What you need to do: Please copy each line of the records below that holds the word "NotFound".

Dataset entries:
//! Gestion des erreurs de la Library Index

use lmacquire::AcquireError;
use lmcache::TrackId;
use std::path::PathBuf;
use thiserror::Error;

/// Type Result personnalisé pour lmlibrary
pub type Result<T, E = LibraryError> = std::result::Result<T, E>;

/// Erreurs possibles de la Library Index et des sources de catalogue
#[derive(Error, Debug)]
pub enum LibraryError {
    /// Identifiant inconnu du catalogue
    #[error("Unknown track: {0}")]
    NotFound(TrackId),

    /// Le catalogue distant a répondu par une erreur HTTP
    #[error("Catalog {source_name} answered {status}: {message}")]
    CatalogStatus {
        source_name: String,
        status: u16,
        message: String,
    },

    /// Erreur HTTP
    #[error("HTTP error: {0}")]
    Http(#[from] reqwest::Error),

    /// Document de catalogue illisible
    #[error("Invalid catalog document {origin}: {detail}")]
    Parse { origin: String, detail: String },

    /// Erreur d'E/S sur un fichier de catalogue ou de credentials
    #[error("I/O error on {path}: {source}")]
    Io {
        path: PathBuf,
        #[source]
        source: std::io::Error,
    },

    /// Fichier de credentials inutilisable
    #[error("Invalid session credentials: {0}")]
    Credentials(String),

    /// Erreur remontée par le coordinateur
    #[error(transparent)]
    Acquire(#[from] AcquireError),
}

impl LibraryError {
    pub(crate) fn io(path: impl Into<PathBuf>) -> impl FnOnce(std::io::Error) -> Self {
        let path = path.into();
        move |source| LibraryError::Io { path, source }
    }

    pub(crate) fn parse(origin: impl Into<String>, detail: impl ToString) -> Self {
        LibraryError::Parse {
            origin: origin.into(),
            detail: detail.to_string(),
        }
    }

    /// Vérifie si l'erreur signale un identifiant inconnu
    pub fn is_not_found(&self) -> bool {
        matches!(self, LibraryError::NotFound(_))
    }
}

Solution below:
    NotFound(TrackId),
        matches!(self, LibraryError::NotFound(_))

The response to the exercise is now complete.